Creatine is, by far, the most thoroughly researched and widely used supplement out there. And for one very good reason: It works.
For all its popularity, it's not really surprising that there are so many forms of creatine available. Not only are there different brands but companies extract their creatine powder from a variety of sources or even offer it in an assortment of chemical structures.
Faced with this array of choices, plenty of fitness enthusiasts simply assume that “creatine is creatine” and pick up whatever is cheap and convenient. Is this strategy working, though?
Is all creatine actually created equal or does it matter what type of creatine you use?
Start at the Beginning
To understand a key difference in most creatine powders – one that often goes ignored – we first need to be clear on where creatine comes from.
Although most people are chiefly familiar with the supplement, creatine is actually a substance that occurs naturally in the human body and plays a powerful role in your energy production system.
Dietarily speaking, creatine can be found in meats, eggs, fish and other animal products. Most often, creatine powder is extracted from animal sources. This presents a problem for the vegans out there, however.
In that case, you'll want to be sure that you find a synthetic creatine, like Naked Creatine, which is chemically and functionally identical to the animal-based varieties.
As is often the case with supplements, you'll also want to be sure that your creatine powder is not contaminated.
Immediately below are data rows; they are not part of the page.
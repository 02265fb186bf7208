// crates/server/src/lib.rs
//! Provider-pulse server library.
//!
//! An Axum-based demo backend that simulates asynchronous provider-validation
//! jobs: clients create a job, a background engine advances it record by
//! record on a timer, and progress is observable both by polling the REST
//! API and by subscribing to a per-job WebSocket event stream. Everything is
//! in-memory and process-lifetime; there is no persistence.

pub mod config;
pub mod error;
pub mod models;
pub mod realtime;
pub mod routes;
pub mod sim;
pub mod state;
pub mod store;

pub use config::Settings;
pub use error::{ApiError, ApiResult, ErrorResponse};
pub use routes::api_routes;
pub use state::AppState;

use std::sync::Arc;

use axum::Router;
use tower_http::cors::{Any, CorsLayer};
use tower_http::trace::TraceLayer;

/// Create the Axum application with all routes and middleware.
///
/// This sets up:
/// - API routes (health, jobs, records, metrics, WebSocket)
/// - CORS for the frontend dev server (allows any origin)
/// - Request tracing
pub fn create_app(state: Arc<AppState>) -> Router {
    let cors = CorsLayer::new()
        .allow_origin(Any)
        .allow_methods(Any)
        .allow_headers(Any);

    Router::new()
        .merge(api_routes(state))
        .layer(cors)
        .layer(TraceLayer::new_for_http())
}

// ============================================================================
// Integration Tests
// ============================================================================

#[cfg(test)]
mod tests {
    use super::*;
    use axum::{
        body::Body,
        http::{Request, StatusCode},
    };
    use std::time::Duration;
    use tower::ServiceExt;

    /// App with demo mode off so requested record counts are honored.
    fn test_app() -> (Arc<AppState>, Router) {
        let state = AppState::new(Settings {
            demo_mode: false,
            ..Settings::default()
        });
        (state.clone(), create_app(state))
    }

    async fn get(app: Router, uri: &str) -> (StatusCode, serde_json::Value) {
        let response = app
            .oneshot(Request::builder().uri(uri).body(Body::empty()).unwrap())
            .await
            .unwrap();
        let status = response.status();
        let body = axum::body::to_bytes(response.into_body(), usize::MAX)
            .await
            .unwrap();
        let json = serde_json::from_slice(&body).unwrap_or(serde_json::Value::Null);
        (status, json)
    }

    async fn post_json(app: Router, uri: &str, body: &str) -> (StatusCode, serde_json::Value) {
        let response = app
            .oneshot(
                Request::builder()
                    .method("POST")
                    .uri(uri)
                    .header("content-type", "application/json")
                    .body(Body::from(body.to_string()))
                    .unwrap(),
            )
            .await
            .unwrap();
        let status = response.status();
        let body = axum::body::to_bytes(response.into_body(), usize::MAX)
            .await
            .unwrap();
        let json = serde_json::from_slice(&body).unwrap_or(serde_json::Value::Null);
        (status, json)
    }

    /// Create a 10-record job and let the spawned engine run its generation
    /// step (the record set exists before the first tick fires).
    async fn create_ten_record_job(app: &Router) -> String {
        let (status, job) = post_json(
            app.clone(),
            "/api/v1/jobs",
            r#"{"filename":"roster.csv","totalRecords":10}"#,
        )
        .await;
        assert_eq!(status, StatusCode::OK);
        tokio::time::sleep(Duration::from_millis(1)).await;
        job["id"].as_str().unwrap().to_string()
    }

    // ========================================================================
    // Health Endpoints
    // ========================================================================

    #[tokio::test]
    async fn test_root_endpoint() {
        let (_state, app) = test_app();
        let (status, json) = get(app, "/").await;

        assert_eq!(status, StatusCode::OK);
        assert_eq!(json["app"], "provider-pulse");
        assert_eq!(json["status"], "running");
        assert!(json["version"].is_string());
    }

    #[tokio::test]
    async fn test_health_endpoint() {
        let (_state, app) = test_app();
        let (status, json) = get(app, "/health").await;

        assert_eq!(status, StatusCode::OK);
        assert_eq!(json["status"], "healthy");
    }

    // ========================================================================
    // Job Creation
    // ========================================================================

    #[tokio::test(start_paused = true)]
    async fn test_create_job_returns_queued_snapshot() {
        let (_state, app) = test_app();
        let (status, job) = post_json(
            app,
            "/api/v1/jobs",
            r#"{"filename":"roster.csv","totalRecords":10}"#,
        )
        .await;

        assert_eq!(status, StatusCode::OK);
        assert_eq!(job["status"], "queued");
        assert_eq!(job["progress"], 0);
        assert_eq!(job["completedRecords"], 0);
        assert_eq!(job["totalRecords"], 10);
        assert_eq!(job["filename"], "roster.csv");
        assert_eq!(job["id"].as_str().unwrap().len(), 8);
        assert!(job["autoApprovedPercent"].is_null());
    }

    #[tokio::test(start_paused = true)]
    async fn test_demo_mode_overrides_record_count() {
        let state = AppState::new(Settings {
            demo_mode: true,
            demo_records_per_job: 77,
            ..Settings::default()
        });
        let app = create_app(state);

        let (status, job) = post_json(
            app,
            "/api/v1/jobs",
            r#"{"filename":"roster.csv","totalRecords":10}"#,
        )
        .await;

        assert_eq!(status, StatusCode::OK);
        assert_eq!(job["totalRecords"], 77);
    }

    #[tokio::test(start_paused = true)]
    async fn test_created_job_appears_in_list() {
        let (_state, app) = test_app();
        let id = create_ten_record_job(&app).await;

        let (status, jobs) = get(app, "/api/v1/jobs").await;
        assert_eq!(status, StatusCode::OK);
        let jobs = jobs.as_array().unwrap();
        assert_eq!(jobs.len(), 1);
        assert_eq!(jobs[0]["id"], id.as_str());
    }

    // ========================================================================
    // Not-Found Paths
    // ========================================================================

    #[tokio::test]
    async fn test_unknown_job_is_404_everywhere() {
        let (_state, app) = test_app();

        let (status, json) = get(app.clone(), "/api/v1/jobs/nope").await;
        assert_eq!(status, StatusCode::NOT_FOUND);
        assert_eq!(json["error"], "Job not found");

        let (status, _) = get(app.clone(), "/api/v1/jobs/nope/records").await;
        assert_eq!(status, StatusCode::NOT_FOUND);

        let (status, _) = get(app.clone(), "/api/v1/jobs/nope/records/nope-rec-0000").await;
        assert_eq!(status, StatusCode::NOT_FOUND);

        let (status, _) = post_json(app, "/api/v1/jobs/nope/export", "").await;
        assert_eq!(status, StatusCode::NOT_FOUND);
    }

    #[tokio::test]
    async fn test_404_for_unknown_route() {
        let (_state, app) = test_app();
        let (status, _) = get(app, "/api/v1/nonexistent").await;
        assert_eq!(status, StatusCode::NOT_FOUND);
    }

    // ========================================================================
    // Records & Pagination
    // ========================================================================

    #[tokio::test(start_paused = true)]
    async fn test_records_page_two_of_ten() {
        let (_state, app) = test_app();
        let id = create_ten_record_job(&app).await;

        let (status, page) =
            get(app, &format!("/api/v1/jobs/{id}/records?page=2&pageSize=4")).await;

        assert_eq!(status, StatusCode::OK);
        assert_eq!(page["total"], 10);
        assert_eq!(page["page"], 2);
        assert_eq!(page["pageSize"], 4);
        assert_eq!(page["hasMore"], true);
        let items = page["items"].as_array().unwrap();
        assert_eq!(items.len(), 4);
        assert_eq!(items[0]["id"], format!("{id}-rec-0004"));
        assert_eq!(items[3]["id"], format!("{id}-rec-0007"));
    }

    #[tokio::test(start_paused = true)]
    async fn test_records_last_page_has_no_more() {
        let (_state, app) = test_app();
        let id = create_ten_record_job(&app).await;

        let (status, page) =
            get(app, &format!("/api/v1/jobs/{id}/records?page=3&pageSize=4")).await;

        assert_eq!(status, StatusCode::OK);
        assert_eq!(page["items"].as_array().unwrap().len(), 2);
        assert_eq!(page["hasMore"], false);
    }

    #[tokio::test(start_paused = true)]
    async fn test_record_detail_and_missing_record() {
        let (_state, app) = test_app();
        let id = create_ten_record_job(&app).await;

        let (status, record) =
            get(app.clone(), &format!("/api/v1/jobs/{id}/records/{id}-rec-0003")).await;
        assert_eq!(status, StatusCode::OK);
        assert_eq!(record["id"], format!("{id}-rec-0003"));
        assert!(record["overallConfidence"].is_number());
        assert!(record["recommendation"].is_string());

        let (status, json) =
            get(app, &format!("/api/v1/jobs/{id}/records/{id}-rec-9999")).await;
        assert_eq!(status, StatusCode::NOT_FOUND);
        assert_eq!(json["error"], "Record not found");
    }

    // ========================================================================
    // Export Stub
    // ========================================================================

    #[tokio::test(start_paused = true)]
    async fn test_export_acknowledges_without_writing() {
        let (_state, app) = test_app();
        let id = create_ten_record_job(&app).await;

        let (status, ack) =
            post_json(app, &format!("/api/v1/jobs/{id}/export?format=xlsx"), "").await;

        assert_eq!(status, StatusCode::OK);
        assert_eq!(ack["jobId"], id.as_str());
        assert_eq!(ack["format"], "xlsx");
        assert!(ack["message"].as_str().unwrap().contains(&id));
    }

    // ========================================================================
    // Dashboard Metrics
    // ========================================================================

    #[tokio::test]
    async fn test_dashboard_metrics_empty() {
        let (_state, app) = test_app();
        let (status, metrics) = get(app, "/api/v1/metrics/dashboard").await;

        assert_eq!(status, StatusCode::OK);
        assert_eq!(metrics["totalProvidersValidated"], 0);
        assert_eq!(metrics["activeJobs"], 0);
        assert_eq!(metrics["averageConfidenceScore"], 0.0);
        assert_eq!(metrics["recordsRequiringReview"], 0);
    }

    #[tokio::test(start_paused = true)]
    async fn test_dashboard_metrics_count_stored_records() {
        let (_state, app) = test_app();
        let _id = create_ten_record_job(&app).await;

        let (status, metrics) = get(app, "/api/v1/metrics/dashboard").await;

        assert_eq!(status, StatusCode::OK);
        assert_eq!(metrics["totalProvidersValidated"], 10);
        assert_eq!(metrics["activeJobs"], 1);
        // Average of overall confidences scaled to a percentage.
        let avg = metrics["averageConfidenceScore"].as_f64().unwrap();
        assert!((70.0..=99.0).contains(&avg), "avg {avg}");
    }

    // ========================================================================
    // End-to-End Progression
    // ========================================================================

    #[tokio::test(start_paused = true)]
    async fn test_job_runs_to_completion_behind_the_api() {
        let (state, app) = test_app();
        let id = create_ten_record_job(&app).await;

        tokio::time::timeout(Duration::from_secs(600), async {
            loop {
                let (_, job) = get(app.clone(), &format!("/api/v1/jobs/{id}")).await;
                let completed = job["completedRecords"].as_u64().unwrap();
                let progress = job["progress"].as_u64().unwrap();
                assert!(completed <= 10);
                assert_eq!(progress, completed * 100 / 10);
                if job["status"] == "completed" {
                    assert_eq!(progress, 100);
                    assert!(job["etaRemaining"].is_null());
                    let sum = job["autoApprovedPercent"].as_f64().unwrap()
                        + job["manualReviewPercent"].as_f64().unwrap()
                        + job["rejectedPercent"].as_f64().unwrap();
                    assert!((sum - 100.0).abs() <= 0.2);
                    break;
                }
                tokio::time::sleep(Duration::from_millis(100)).await;
            }
        })
        .await
        .expect("job did not complete");

        assert_eq!(state.engine.is_finished(&id), Some(true));
    }

    // ========================================================================
    // CORS
    // ========================================================================

    #[tokio::test]
    async fn test_cors_allows_any_origin() {
        let (_state, app) = test_app();

        let response = app
            .oneshot(
                Request::builder()
                    .uri("/health")
                    .header("Origin", "http://localhost:3000")
                    .body(Body::empty())
                    .unwrap(),
            )
            .await
            .unwrap();

        let allow_origin = response.headers().get("access-control-allow-origin");
        assert!(allow_origin.is_some());
        assert_eq!(allow_origin.unwrap(), "*");
    }
}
A 2011 study conducted in Italy tested 33 different creatine powders for purity and found that many contained high levels of the by-products creatinine and dicyandiamide.
While neither of these substances are considered toxic, they simply shouldn't be there. Their presence indicates an impure and poorly processed creatine supplement. Of greater concern is that fact that several of the products also showed considerable levels of the toxic heavy metal mercury.
Before you even consider a creatine powder, then, make sure that you trust the brand.
Next, we need to consider all the many forms that creatine comes in – a list that keeps growing. In large part, this has to do with the way that the creatine is processed and what other substances it is bonded with.
The original form of creatine supplements, however, is creatine monohydrate – the type used in most of the studies. Beyond that, you're likely to encounter Creatine Magnesium chelate, Creatine pyruvate, Creatine Citrate, Creapure, Creatine Nitrate, Buffered Creatine (Kre-Alkalyn), Creatine Hydrochloride (Con-Cret), Creatine Hydrochloride, Creatine Ethyl Ester and many others.
Each of these forms claim their own unique perks, but the most common differences have to do with absorption and solubility. First, let's talk about absorption. Creatine monohydrate remains stable throughout digestion and metabolism, making it to your muscles while maintaining its useable form.
Some of these creatine varieties, like Creatine Ethyl Ester, do not even do that – simply degrading into useless byproducts. Many of forms of creatine claim a faster absorption rate, however.
Here's the thing: the benefits of creatine are based on saturation, with no acute effects. The speed at which the molecule is broken down, then, doesn't matter.
While some forms of creatine do tend to dissolve more easily in water, or may be bonded with other helpful substances, these extra perks tend to come along with a much higher price tag.
When all the types of creatine are compared, then, creatine monohydrate offers the best value, with a long history of scientific evidence behind its use.